Stored data »
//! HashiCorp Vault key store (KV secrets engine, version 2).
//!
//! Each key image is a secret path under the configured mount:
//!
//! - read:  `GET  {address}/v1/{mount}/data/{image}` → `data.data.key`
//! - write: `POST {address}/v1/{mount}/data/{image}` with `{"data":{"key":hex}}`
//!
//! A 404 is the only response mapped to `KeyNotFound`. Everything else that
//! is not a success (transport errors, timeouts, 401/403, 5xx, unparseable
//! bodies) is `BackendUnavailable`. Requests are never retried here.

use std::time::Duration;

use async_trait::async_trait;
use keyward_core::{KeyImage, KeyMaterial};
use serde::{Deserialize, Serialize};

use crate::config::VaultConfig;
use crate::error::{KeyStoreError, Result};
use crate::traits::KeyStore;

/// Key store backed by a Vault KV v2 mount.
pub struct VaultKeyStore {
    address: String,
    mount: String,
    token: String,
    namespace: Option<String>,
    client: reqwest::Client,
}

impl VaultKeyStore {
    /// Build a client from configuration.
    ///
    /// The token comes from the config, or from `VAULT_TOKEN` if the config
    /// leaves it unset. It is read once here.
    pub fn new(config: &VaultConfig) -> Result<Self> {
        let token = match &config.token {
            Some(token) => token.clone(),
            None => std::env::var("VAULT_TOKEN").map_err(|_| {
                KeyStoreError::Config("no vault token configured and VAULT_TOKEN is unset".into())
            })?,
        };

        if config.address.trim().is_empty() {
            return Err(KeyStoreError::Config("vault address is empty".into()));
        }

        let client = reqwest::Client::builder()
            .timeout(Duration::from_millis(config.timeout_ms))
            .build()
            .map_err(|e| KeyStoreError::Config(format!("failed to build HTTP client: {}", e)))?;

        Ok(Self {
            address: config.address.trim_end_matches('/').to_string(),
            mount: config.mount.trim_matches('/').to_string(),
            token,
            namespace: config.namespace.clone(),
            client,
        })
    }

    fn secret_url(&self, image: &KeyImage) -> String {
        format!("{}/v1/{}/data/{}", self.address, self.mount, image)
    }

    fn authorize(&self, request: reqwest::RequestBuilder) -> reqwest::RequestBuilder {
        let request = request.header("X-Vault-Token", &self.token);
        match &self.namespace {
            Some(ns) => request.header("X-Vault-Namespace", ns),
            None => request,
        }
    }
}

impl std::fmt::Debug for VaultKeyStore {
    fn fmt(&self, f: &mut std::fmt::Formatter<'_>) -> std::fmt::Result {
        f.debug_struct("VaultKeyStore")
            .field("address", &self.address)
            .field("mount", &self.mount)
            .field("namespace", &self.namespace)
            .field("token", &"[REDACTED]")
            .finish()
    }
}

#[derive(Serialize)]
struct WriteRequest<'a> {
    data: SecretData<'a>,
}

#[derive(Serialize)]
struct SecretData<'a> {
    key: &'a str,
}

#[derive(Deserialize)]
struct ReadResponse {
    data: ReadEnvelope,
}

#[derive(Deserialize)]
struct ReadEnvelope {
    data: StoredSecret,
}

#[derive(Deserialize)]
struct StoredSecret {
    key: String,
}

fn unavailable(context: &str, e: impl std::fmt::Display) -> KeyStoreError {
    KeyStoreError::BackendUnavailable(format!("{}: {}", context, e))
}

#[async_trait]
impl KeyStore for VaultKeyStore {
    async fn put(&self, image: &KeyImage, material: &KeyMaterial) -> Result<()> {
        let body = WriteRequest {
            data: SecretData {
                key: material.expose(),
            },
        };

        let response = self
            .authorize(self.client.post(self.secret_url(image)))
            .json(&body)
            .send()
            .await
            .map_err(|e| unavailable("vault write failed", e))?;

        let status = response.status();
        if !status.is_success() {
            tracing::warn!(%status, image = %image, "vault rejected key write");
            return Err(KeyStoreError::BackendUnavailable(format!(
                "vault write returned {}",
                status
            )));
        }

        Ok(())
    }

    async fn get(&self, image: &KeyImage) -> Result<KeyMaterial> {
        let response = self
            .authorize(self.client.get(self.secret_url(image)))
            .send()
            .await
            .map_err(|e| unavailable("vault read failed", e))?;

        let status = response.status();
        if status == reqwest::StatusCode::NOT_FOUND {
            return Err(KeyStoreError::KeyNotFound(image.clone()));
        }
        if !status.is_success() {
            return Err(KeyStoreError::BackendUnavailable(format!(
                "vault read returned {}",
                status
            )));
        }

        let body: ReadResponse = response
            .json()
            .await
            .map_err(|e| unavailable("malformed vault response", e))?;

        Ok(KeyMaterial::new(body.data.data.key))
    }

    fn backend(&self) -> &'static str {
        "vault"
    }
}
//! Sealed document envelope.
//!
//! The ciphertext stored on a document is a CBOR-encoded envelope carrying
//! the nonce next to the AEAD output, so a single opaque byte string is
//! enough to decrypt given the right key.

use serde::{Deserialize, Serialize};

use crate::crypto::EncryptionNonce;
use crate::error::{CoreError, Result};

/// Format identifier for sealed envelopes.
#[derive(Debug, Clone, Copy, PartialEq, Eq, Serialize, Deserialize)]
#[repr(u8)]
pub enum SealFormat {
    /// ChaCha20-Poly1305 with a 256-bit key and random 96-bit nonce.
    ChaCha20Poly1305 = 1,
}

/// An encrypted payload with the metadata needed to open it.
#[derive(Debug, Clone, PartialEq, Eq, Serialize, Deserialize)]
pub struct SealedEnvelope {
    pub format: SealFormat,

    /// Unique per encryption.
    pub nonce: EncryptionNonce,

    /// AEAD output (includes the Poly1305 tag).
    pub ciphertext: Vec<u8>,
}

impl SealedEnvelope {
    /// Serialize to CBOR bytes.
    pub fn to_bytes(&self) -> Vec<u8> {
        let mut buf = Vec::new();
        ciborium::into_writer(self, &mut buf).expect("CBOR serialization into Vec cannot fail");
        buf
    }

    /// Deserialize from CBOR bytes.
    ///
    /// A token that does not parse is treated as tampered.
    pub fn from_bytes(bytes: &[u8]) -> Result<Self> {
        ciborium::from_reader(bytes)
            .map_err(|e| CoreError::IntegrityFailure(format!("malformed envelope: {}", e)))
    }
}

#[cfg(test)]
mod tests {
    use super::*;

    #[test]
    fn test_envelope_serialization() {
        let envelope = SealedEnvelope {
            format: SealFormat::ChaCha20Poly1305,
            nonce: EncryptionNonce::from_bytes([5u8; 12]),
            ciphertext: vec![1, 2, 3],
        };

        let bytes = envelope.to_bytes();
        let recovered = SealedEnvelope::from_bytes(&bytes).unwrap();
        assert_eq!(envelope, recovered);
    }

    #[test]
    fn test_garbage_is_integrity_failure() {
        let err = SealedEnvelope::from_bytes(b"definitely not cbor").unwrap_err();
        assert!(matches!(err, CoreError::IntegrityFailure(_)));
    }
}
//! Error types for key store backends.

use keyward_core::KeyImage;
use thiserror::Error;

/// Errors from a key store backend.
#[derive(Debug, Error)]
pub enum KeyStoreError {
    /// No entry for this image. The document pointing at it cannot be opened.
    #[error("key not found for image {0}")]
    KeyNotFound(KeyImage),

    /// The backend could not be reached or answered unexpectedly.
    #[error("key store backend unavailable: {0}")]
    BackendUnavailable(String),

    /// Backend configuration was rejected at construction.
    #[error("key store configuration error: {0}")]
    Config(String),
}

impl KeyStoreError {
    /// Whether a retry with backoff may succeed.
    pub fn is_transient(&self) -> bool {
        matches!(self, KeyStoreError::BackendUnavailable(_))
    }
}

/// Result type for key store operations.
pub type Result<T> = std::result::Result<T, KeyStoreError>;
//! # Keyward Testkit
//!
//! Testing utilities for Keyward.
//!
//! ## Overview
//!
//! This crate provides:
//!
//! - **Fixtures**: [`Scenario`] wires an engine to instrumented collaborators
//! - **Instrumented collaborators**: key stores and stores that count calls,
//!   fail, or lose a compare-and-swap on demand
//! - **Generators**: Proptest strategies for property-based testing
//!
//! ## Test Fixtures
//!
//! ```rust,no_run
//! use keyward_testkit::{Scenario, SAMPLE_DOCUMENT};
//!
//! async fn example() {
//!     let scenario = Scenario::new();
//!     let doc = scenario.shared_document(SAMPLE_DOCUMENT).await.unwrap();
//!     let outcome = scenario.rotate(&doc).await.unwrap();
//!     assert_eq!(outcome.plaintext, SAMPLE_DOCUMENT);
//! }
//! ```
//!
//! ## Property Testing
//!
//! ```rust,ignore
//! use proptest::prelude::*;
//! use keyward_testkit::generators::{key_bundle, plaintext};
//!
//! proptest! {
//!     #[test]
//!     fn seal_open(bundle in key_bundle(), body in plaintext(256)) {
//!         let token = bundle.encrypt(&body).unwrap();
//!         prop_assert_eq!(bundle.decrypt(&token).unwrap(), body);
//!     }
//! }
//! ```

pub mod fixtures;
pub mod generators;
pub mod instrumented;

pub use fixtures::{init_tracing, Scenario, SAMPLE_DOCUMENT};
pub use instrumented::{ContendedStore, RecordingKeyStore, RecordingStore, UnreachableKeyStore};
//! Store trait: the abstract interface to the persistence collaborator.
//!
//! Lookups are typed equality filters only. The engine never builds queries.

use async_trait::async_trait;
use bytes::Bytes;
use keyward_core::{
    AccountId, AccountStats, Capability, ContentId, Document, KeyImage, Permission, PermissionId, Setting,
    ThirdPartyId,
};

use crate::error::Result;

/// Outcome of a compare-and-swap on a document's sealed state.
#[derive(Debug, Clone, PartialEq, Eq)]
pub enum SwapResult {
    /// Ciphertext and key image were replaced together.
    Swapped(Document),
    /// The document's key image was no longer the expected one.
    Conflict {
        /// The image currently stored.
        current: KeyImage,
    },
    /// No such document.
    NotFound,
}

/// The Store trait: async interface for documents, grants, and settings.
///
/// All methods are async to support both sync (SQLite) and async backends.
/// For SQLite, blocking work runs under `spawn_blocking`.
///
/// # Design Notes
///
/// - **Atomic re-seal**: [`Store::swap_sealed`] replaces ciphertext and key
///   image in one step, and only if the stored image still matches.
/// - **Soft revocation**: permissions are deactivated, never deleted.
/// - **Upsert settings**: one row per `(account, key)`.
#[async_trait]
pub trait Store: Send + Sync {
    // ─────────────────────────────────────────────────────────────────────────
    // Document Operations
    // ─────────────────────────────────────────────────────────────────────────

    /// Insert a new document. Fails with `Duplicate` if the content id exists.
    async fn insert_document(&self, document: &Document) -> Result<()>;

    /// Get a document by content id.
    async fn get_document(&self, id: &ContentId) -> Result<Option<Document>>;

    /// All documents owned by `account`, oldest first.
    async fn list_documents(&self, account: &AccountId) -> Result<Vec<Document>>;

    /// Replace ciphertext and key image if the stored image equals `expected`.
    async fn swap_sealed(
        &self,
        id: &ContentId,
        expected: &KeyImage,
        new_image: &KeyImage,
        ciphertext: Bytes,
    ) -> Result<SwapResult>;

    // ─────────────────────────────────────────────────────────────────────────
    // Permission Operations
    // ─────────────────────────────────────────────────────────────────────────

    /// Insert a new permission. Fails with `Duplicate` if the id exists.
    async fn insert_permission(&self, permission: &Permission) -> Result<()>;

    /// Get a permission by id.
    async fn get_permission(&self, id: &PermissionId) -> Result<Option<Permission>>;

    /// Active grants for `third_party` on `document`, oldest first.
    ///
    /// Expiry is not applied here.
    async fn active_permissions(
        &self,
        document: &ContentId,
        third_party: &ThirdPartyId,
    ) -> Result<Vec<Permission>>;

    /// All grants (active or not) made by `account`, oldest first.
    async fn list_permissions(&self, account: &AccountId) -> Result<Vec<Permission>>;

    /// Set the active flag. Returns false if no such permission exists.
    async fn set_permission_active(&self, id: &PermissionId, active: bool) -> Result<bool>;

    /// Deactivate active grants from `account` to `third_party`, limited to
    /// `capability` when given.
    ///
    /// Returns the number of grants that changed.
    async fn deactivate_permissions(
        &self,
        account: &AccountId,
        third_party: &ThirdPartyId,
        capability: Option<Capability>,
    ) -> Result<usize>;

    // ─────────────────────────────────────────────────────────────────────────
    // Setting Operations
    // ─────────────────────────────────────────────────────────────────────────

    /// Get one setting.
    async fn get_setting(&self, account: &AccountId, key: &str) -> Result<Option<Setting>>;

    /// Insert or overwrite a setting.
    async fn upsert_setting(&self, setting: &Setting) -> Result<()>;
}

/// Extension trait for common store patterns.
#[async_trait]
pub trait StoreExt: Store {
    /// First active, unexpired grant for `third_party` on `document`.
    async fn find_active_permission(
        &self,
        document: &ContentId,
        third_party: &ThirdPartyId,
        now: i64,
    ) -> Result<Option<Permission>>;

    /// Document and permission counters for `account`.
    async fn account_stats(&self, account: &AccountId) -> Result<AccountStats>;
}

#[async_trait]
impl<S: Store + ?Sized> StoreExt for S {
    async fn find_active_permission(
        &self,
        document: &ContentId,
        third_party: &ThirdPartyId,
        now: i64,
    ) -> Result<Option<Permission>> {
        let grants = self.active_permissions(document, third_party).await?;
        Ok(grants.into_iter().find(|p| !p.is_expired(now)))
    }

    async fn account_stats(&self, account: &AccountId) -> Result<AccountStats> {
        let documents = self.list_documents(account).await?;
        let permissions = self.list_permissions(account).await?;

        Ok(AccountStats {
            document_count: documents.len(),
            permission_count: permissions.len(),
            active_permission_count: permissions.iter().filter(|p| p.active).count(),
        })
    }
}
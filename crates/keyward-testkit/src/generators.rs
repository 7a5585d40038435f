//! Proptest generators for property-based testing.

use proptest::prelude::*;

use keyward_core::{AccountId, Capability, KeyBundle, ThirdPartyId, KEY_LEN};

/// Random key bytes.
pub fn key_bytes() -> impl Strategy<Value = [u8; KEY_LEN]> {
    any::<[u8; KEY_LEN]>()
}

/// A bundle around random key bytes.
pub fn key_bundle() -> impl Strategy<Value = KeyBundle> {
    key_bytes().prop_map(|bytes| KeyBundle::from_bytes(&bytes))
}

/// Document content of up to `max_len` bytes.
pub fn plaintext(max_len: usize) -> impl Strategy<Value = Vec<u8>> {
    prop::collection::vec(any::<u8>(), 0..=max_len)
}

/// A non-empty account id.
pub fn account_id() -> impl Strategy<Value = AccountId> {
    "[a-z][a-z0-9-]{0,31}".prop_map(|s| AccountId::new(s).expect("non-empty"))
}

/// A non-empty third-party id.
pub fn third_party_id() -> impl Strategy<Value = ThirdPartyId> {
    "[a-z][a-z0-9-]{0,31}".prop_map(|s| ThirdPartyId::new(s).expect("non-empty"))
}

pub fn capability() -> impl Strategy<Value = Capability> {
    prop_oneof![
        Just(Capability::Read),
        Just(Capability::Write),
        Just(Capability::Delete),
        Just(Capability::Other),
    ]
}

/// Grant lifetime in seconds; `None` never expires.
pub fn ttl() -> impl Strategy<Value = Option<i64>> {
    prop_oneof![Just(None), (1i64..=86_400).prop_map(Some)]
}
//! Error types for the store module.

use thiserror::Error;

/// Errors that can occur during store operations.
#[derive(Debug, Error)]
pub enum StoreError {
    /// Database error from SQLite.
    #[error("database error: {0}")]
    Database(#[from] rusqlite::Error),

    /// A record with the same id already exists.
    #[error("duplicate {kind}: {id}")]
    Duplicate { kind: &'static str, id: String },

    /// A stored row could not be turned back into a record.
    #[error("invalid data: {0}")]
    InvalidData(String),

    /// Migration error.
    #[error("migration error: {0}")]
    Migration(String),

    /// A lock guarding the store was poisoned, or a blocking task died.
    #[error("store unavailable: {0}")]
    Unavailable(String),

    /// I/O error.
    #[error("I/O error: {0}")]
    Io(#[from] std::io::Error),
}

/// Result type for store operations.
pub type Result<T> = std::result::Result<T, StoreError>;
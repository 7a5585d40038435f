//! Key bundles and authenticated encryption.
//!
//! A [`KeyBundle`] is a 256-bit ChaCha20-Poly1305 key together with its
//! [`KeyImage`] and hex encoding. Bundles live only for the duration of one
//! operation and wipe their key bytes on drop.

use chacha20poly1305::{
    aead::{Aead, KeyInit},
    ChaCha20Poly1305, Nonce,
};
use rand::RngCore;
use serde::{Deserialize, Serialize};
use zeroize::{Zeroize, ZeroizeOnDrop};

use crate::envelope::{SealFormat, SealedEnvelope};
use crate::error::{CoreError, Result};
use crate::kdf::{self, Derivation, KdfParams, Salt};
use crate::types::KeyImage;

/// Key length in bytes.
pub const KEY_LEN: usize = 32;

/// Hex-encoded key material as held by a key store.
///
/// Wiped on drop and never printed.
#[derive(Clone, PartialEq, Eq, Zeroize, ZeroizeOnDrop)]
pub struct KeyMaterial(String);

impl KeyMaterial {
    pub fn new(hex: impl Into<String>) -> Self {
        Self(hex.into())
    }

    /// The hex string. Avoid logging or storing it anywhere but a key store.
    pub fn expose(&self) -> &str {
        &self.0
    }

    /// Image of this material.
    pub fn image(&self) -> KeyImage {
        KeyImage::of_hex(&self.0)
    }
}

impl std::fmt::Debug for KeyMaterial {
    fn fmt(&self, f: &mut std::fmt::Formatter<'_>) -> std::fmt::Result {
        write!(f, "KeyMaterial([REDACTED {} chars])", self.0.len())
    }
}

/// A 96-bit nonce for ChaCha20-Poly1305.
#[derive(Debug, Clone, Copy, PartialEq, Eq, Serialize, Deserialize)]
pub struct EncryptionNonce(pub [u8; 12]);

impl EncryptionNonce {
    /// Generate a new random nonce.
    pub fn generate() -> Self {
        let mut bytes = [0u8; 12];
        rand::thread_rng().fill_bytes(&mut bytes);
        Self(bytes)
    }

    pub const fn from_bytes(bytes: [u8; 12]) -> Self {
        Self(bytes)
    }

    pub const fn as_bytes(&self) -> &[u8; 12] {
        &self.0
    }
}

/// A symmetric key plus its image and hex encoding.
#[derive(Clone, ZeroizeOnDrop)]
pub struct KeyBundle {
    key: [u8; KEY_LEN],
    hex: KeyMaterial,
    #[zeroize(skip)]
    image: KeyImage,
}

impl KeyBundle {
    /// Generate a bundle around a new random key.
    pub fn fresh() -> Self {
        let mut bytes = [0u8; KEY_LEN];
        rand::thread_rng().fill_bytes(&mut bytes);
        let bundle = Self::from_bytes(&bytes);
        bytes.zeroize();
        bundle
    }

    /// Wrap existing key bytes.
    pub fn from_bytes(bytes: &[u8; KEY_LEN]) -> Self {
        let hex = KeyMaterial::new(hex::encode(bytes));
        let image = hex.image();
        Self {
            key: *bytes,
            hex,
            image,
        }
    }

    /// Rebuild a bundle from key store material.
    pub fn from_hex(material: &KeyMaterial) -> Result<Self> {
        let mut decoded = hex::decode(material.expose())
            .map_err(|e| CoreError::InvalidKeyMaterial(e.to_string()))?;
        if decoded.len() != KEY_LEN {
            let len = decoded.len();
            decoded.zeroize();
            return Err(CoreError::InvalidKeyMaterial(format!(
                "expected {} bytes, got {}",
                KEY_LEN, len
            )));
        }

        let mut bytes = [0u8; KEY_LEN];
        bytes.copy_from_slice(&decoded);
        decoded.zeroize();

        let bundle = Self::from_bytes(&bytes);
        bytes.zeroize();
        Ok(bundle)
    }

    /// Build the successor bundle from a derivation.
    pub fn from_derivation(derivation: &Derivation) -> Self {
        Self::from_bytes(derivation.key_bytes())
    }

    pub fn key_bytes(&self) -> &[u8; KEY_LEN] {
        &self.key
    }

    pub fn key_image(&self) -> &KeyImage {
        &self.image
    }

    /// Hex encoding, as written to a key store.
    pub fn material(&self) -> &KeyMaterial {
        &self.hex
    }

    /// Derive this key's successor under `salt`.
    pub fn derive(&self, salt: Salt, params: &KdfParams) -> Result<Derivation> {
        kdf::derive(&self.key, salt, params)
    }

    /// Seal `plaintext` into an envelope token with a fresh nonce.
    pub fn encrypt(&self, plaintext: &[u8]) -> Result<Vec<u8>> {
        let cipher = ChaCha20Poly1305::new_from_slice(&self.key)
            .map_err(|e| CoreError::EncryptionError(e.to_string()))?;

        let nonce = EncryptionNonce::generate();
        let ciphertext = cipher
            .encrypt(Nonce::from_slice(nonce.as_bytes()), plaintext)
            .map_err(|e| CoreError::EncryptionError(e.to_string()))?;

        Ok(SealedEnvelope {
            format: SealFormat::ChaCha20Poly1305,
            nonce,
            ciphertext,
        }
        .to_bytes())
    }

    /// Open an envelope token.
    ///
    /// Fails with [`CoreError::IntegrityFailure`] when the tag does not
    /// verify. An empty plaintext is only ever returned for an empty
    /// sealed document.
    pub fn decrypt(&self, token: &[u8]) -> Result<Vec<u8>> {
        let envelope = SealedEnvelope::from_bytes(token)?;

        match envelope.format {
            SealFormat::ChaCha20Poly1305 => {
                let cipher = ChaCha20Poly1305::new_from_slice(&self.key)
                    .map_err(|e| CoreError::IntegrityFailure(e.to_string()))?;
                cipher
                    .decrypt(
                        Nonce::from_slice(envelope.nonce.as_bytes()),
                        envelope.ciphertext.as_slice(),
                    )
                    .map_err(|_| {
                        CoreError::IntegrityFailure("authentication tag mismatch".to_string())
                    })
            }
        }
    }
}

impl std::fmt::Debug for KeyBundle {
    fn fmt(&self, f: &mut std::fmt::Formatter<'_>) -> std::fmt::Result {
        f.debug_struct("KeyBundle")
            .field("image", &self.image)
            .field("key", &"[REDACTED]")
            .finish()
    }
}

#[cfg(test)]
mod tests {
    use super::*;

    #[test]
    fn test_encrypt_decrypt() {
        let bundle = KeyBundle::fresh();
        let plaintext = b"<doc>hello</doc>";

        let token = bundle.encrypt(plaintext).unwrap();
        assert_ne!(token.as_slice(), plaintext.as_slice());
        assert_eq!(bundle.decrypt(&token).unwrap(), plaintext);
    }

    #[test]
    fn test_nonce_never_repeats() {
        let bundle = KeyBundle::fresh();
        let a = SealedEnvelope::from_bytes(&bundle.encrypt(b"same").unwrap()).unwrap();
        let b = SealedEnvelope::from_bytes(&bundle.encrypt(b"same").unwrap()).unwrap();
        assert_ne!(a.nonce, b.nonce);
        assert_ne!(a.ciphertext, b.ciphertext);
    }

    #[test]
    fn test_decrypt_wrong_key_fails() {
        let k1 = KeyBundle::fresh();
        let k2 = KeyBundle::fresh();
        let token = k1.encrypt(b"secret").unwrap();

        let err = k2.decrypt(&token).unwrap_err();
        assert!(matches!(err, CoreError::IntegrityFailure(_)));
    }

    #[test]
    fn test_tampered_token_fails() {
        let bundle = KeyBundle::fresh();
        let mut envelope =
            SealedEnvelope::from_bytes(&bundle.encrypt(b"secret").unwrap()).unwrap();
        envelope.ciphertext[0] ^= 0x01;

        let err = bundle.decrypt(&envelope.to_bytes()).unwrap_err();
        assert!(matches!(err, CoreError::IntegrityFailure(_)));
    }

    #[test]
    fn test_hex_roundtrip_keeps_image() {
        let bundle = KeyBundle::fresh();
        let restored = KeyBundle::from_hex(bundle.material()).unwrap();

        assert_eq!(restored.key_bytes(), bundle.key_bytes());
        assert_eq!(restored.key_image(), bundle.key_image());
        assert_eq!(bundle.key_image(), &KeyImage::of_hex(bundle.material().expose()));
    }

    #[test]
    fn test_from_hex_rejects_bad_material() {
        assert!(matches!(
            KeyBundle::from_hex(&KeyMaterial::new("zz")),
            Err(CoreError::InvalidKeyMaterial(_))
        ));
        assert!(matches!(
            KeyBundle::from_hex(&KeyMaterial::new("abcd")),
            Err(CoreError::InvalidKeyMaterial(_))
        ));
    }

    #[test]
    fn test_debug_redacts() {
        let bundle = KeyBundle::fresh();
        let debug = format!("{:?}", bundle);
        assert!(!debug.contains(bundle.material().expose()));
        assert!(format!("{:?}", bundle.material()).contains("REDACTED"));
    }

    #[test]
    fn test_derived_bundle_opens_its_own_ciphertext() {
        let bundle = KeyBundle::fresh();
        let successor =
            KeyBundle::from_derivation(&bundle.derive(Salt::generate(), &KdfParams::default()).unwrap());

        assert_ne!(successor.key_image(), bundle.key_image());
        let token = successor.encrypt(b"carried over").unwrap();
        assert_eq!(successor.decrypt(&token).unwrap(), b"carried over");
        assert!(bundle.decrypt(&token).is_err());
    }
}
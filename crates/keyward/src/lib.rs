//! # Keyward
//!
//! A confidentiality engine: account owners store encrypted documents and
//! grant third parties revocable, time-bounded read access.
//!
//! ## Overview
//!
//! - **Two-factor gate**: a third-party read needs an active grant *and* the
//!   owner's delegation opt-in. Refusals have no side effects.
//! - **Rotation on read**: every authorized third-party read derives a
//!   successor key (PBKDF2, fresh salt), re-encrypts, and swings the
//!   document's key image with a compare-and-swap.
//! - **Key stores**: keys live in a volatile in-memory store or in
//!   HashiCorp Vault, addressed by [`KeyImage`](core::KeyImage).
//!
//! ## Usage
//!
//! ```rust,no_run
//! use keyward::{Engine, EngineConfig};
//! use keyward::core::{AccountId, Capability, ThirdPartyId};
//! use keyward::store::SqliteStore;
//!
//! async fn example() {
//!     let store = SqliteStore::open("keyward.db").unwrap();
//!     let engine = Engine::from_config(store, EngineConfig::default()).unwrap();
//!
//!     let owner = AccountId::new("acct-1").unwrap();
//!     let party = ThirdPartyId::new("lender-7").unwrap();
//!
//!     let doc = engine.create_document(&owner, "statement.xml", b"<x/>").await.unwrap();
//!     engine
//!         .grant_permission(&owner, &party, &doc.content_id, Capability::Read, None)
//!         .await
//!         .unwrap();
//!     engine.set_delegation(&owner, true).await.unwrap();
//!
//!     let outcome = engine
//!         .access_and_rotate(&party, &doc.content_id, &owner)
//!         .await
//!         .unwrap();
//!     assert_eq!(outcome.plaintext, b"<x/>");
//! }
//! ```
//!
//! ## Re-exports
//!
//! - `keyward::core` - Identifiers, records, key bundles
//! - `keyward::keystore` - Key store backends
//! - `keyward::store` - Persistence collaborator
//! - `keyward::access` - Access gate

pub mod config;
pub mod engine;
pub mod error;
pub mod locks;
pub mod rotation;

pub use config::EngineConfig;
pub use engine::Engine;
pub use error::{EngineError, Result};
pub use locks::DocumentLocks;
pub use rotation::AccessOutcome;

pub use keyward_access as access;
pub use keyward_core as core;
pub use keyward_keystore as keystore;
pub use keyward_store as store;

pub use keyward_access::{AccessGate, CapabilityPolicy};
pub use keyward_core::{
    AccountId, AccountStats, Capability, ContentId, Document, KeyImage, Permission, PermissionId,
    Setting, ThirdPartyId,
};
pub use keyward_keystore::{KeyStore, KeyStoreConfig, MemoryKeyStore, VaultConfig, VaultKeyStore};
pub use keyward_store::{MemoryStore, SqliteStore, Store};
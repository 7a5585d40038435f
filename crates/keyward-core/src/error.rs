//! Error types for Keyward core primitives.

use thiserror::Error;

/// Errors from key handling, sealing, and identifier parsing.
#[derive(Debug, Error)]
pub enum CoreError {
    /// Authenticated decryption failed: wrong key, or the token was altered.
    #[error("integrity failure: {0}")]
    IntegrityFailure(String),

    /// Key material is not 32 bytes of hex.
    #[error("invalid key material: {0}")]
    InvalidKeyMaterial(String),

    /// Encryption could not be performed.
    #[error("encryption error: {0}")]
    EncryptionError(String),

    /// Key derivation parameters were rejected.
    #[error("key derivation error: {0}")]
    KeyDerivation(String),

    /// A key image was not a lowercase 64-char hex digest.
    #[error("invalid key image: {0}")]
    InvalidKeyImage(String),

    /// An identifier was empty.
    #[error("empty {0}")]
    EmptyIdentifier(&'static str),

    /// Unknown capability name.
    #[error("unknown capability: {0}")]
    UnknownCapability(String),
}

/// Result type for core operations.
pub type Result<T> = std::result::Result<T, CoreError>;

Work instructions » Some lines above hold the word "encrypted". Copy all of them.

Solved problem »
/// An encrypted payload with the metadata needed to open it.
//! A confidentiality engine: account owners store encrypted documents and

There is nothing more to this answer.